### [YOUR ASSIGNMENT]
Return, from the data below, each line that contains the word "write".

### [WORKING DATA]
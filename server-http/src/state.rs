use std::sync::Arc;
use twincache::CacheCoordinator;

/// Server state shared across handlers
#[derive(Clone)]
pub struct AppState {
    pub coordinator: Arc<CacheCoordinator>,
}

impl AppState {
    pub fn new(coordinator: Arc<CacheCoordinator>) -> Self {
        Self { coordinator }
    }
}
use shared::Error;

// Memcached rejects longer keys; Redis accepts anything, so the stricter rule wins
const MAX_KEY_BYTES: usize = 250;

#[derive(Debug, PartialEq, Eq)]
pub enum ValidationError {
    EmptyKey,
    KeyTooLong { len: usize, max: usize },
    InvalidKeyCharacter { position: usize },
}

impl std::fmt::Display for ValidationError {
    fn fmt(&self, f: &mut std::fmt::Formatter<'_>) -> std::fmt::Result {
        match self {
            ValidationError::EmptyKey => write!(f, "key cannot be empty"),
            ValidationError::KeyTooLong { len, max } => {
                write!(f, "key is {} bytes long (max: {})", len, max)
            }
            ValidationError::InvalidKeyCharacter { position } => write!(
                f,
                "key contains whitespace or a control character at byte {}",
                position
            ),
        }
    }
}

impl std::error::Error for ValidationError {}

impl From<ValidationError> for Error {
    fn from(err: ValidationError) -> Self {
        Error::InvalidInput(err.to_string())
    }
}

/// Checks a key against the rules every supported backend accepts
pub fn validate_key(key: &str) -> Result<(), ValidationError> {
    if key.is_empty() {
        return Err(ValidationError::EmptyKey);
    }

    if key.len() > MAX_KEY_BYTES {
        return Err(ValidationError::KeyTooLong {
            len: key.len(),
            max: MAX_KEY_BYTES,
        });
    }

    if let Some((position, _)) = key
        .char_indices()
        .find(|(_, c)| c.is_whitespace() || c.is_control())
    {
        return Err(ValidationError::InvalidKeyCharacter { position });
    }

    Ok(())
}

### [SOLUTION]
            ValidationError::EmptyKey => write!(f, "key cannot be empty"),
                write!(f, "key is {} bytes long (max: {})", len, max)
            ValidationError::InvalidKeyCharacter { position } => write!(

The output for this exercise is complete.